Perennial Vegetables – $35.00

Retail Price: $45.00
You Save: $10.00
from: Chelsea Green Publishing

2007 Foreword Magazine Book of the Year Awards
Gold Winner, Home and Garden

The garden that never stops giving.

There is a fantastic array of vegetables you can grow in your garden, and not all of them are annuals. In Perennial Vegetables the adventurous gardener will find information, tips, and sound advice on less common edibles that will make any garden a perpetual, low-maintenance source of food.

Imagine growing vegetables that require just about the same amount of care as the flowers in your perennial beds and borders–no annual tilling and planting. They thrive and produce abundant and nutritious crops throughout the season. It sounds too good to be true, but in Perennial Vegetables author and plant specialist Eric Toensmeier (Edible Forest Gardens) introduces gardeners to a world of little-known and wholly underappreciated plants. Ranging beyond the usual suspects (asparagus, rhubarb, and artichoke) to include such “minor” crops as ground cherry and ramps (both have found their way onto exclusive restaurant menus) and the much sought-after, antioxidant-rich wolfberry (also known as goji berries), Toensmeier explains how to raise, tend, harvest, and cook with plants that yield great crops and satisfaction.

Perennial vegetables are perfect as part of an edible landscape plan or permaculture garden. Profiling more than a hundred species, with dozens of color photographs and illustrations, and filled with valuable growing tips, recipes, and resources, Perennial Vegetables is a groundbreaking and ground-healing book that will open the eyes of gardeners everywhere to the exciting world of edible perennials.

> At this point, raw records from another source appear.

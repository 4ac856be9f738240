//! Application startup and lifecycle management.
//!
//! Builds the shared state, wires the router, and runs the HTTP server
//! until a shutdown signal arrives. Binding port 0 hands out a free port,
//! which the test harness relies on.

use crate::config::SalesConfig;
use crate::handlers;
use crate::services::{Authorizer, Database, MemoryStore, SalesStore, TrustUpstream};
use axum::routing::{get, post};
use axum::Router;
use service_core::error::AppError;
use std::sync::Arc;
use tokio::net::TcpListener;
use tokio::signal;
use tower_http::cors::CorsLayer;
use tower_http::trace::TraceLayer;

/// Shared application state.
#[derive(Clone)]
pub struct AppState {
    pub config: SalesConfig,
    pub store: Arc<dyn SalesStore>,
    pub authorizer: Arc<dyn Authorizer>,
}

/// Full route table of the gateway.
pub fn build_router(state: AppState) -> Router {
    Router::new()
        .route("/", get(handlers::app::index))
        .route("/health", get(handlers::health::health_check))
        .route("/ready", get(handlers::health::readiness_check))
        .route("/metrics", get(handlers::metrics::metrics_handler))
        .route(
            "/api/orders/:name/submit",
            post(handlers::orders::submit_order),
        )
        .route(
            "/api/customers/:customer/invoices/outstanding",
            get(handlers::customers::outstanding_invoices),
        )
        .route(
            "/api/customers/:customer/orders/open",
            get(handlers::customers::open_orders),
        )
        .route(
            "/api/customers/:customer/summary",
            get(handlers::customers::customer_summary),
        )
        .route(
            "/api/customers/:customer/ledger",
            get(handlers::customers::customer_ledger),
        )
        .route("/api/payment-modes", get(handlers::payments::payment_modes))
        .route("/api/payments", post(handlers::payments::record_payment))
        .route(
            "/api/reports/daily-summary",
            get(handlers::reports::daily_summary),
        )
        .route("/api/reports/daily-log", get(handlers::reports::daily_log))
        .layer(TraceLayer::new_for_http())
        .layer(CorsLayer::permissive())
        .with_state(state)
}

/// Application container for managing server lifecycle.
pub struct Application {
    port: u16,
    listener: TcpListener,
    state: AppState,
}

impl Application {
    /// Build the application with the given configuration.
    ///
    /// Connects to PostgreSQL and runs migrations when `DATABASE_URL` is
    /// set; otherwise runs against the in-memory store.
    pub async fn build(config: SalesConfig) -> Result<Self, AppError> {
        let store: Arc<dyn SalesStore> = match &config.database.url {
            Some(url) => {
                let database = Database::new(
                    url,
                    config.database.max_connections,
                    config.database.min_connections,
                )
                .await?;
                database.run_migrations().await?;
                Arc::new(database)
            }
            None => {
                tracing::warn!("DATABASE_URL not set; running against the in-memory store");
                Arc::new(MemoryStore::new())
            }
        };

        if let Err(e) = store.health_check().await {
            tracing::warn!("Store health check failed at startup: {}", e);
        }

        Self::build_with_store(config, store, Arc::new(TrustUpstream)).await
    }

    /// Build with an explicit store and authorizer. Used by tests.
    pub async fn build_with_store(
        config: SalesConfig,
        store: Arc<dyn SalesStore>,
        authorizer: Arc<dyn Authorizer>,
    ) -> Result<Self, AppError> {
        let addr = config.common.bind_address();
        let listener = TcpListener::bind(addr).await.map_err(|e| {
            tracing::error!("Failed to bind listener to {}: {}", addr, e);
            AppError::from(e)
        })?;
        let port = listener.local_addr()?.port();

        let state = AppState {
            config,
            store,
            authorizer,
        };

        Ok(Self {
            port,
            listener,
            state,
        })
    }

    /// Get the port the server is listening on.
    pub fn port(&self) -> u16 {
        self.port
    }

    /// Get a clone of the shared state.
    pub fn state(&self) -> AppState {
        self.state.clone()
    }

    /// Run the application until stopped.
    pub async fn run_until_stopped(self) -> std::io::Result<()> {
        let router = build_router(self.state);
        tracing::info!("sales-service listening on port {}", self.port);
        axum::serve(self.listener, router)
            .with_graceful_shutdown(shutdown_signal())
            .await
    }
}

async fn shutdown_signal() {
    let ctrl_c = async {
        signal::ctrl_c()
            .await
            .expect("Failed to install Ctrl+C handler");
    };

    #[cfg(unix)]
    let terminate = async {
        signal::unix::signal(signal::unix::SignalKind::terminate())
            .expect("Failed to install SIGTERM handler")
            .recv()
            .await;
    };

    #[cfg(not(unix))]
    let terminate = std::future::pending::<()>();

    tokio::select! {
        _ = ctrl_c => {},
        _ = terminate => {},
    }

    tracing::info!("Shutdown signal received");
}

About the Author, Eric Toensmeier

Eric Toensmeier calls himself a “socially engaged plant geek.” He has spent much of his adult life exploring edible and otherwise useful plants and how they can be used in designed ecosystems. He is also co-author with Dave Jacke of the two-volume permaculture design manual, Edible Forest Gardens. Eric has worked as a small farm trainer at the New England Small Farm Institute (Belchertown, MA) (www.smallfarm.org) and currently manages the Tierra de Oportunidades new farmer program of Nuestras Raices (www.nuestras-raices.org) in Holyoke, MA. There he is designing and installing a permaculture landscape in concert with immigrant farmers who are starting farm-based enterprises in an urban context. Eric is a graduate and former faculty member of the Institute for Social Ecology in Plainfield, VT.

(Descriptions from Chelsea Green Publishing)

My Take:  I do not own this book – but I was fortunate to be able to check it out from our local library (We live in a rather small town, and I was very surprised that they had it – There was a long waiting list!). I DO have Martin Crawford’s book on Growing Perennial Vegetables. This book is perhaps more comprehensive than Crawford’s; however, Crawford’s book is more applicable to my climate, which is why I chose it over this one. On the other hand, most people are not from the UK or the Pacific Northwest, and I am sure most folks will find lots of plants here that they would like to try and information on them that they can’t find anywhere else. Most importantly, I really liked how Toensmeier organizes this book according to plant families. It really illuminates how some plants might be similar and require similar growing conditions, which is always a consideration when you are trying to design guilds or are working with unfamiliar species. There is too much information in this book to keep checking it out from the library. Yes, I would like to add it to my bookshelf.